## YOUR TASK
Count each line below that has "Debug" anywhere in it. Answer with the total alone.

_ _ _ _ _ _ _

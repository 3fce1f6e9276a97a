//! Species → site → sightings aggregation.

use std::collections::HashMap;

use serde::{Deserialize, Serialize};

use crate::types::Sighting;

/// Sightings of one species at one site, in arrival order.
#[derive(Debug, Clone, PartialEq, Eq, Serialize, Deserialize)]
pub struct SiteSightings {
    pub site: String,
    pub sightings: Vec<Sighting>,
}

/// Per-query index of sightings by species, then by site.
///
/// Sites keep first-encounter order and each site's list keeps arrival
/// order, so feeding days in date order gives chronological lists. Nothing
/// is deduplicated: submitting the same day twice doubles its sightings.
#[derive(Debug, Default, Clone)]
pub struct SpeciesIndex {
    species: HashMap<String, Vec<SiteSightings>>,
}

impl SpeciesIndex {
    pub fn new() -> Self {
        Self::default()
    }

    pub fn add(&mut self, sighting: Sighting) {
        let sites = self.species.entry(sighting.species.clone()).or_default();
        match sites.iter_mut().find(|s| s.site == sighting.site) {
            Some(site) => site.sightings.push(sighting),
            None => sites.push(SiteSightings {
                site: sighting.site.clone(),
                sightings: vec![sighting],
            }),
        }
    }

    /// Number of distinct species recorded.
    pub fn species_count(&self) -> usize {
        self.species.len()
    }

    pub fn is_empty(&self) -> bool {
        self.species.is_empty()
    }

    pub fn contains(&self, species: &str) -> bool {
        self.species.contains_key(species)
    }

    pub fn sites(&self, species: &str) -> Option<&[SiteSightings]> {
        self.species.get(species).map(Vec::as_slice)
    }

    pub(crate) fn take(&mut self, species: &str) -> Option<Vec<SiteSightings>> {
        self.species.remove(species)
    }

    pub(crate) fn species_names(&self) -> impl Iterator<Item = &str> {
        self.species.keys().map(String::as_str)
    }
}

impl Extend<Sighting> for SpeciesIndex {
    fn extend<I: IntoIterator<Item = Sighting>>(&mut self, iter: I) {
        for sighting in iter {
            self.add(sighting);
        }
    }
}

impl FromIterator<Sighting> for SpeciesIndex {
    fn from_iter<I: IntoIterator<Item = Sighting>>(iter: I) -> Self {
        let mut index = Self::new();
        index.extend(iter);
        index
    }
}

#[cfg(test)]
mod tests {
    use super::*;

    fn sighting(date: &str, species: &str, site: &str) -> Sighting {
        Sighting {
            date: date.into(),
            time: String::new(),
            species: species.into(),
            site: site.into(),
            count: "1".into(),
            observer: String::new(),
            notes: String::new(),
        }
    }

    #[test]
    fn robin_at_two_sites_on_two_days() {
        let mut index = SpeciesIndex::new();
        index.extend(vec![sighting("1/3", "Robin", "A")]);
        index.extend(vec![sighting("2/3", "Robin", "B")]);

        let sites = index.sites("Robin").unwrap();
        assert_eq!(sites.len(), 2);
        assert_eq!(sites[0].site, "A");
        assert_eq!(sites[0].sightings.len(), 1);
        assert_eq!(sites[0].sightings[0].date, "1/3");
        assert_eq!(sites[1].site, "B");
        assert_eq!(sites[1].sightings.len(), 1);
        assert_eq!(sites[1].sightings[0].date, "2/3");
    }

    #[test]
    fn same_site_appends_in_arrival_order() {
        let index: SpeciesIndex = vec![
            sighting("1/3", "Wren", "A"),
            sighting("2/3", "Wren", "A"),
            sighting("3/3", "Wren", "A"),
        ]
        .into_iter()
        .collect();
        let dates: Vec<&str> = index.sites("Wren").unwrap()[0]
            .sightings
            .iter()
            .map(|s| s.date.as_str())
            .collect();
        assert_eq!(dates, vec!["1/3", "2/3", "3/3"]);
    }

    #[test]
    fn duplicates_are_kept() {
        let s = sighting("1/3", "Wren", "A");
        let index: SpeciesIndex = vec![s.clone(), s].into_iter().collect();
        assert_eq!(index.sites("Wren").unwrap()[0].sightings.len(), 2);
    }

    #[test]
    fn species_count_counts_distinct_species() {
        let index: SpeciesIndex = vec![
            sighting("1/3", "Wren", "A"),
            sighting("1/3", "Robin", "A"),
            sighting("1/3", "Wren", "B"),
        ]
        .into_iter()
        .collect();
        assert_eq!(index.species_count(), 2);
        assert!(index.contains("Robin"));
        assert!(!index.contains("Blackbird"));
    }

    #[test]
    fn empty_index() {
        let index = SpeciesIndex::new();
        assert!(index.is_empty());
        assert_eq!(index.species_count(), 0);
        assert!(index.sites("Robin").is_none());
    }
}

_ _ _ _ _ _ _

## RESPONSE TO THE TASK
2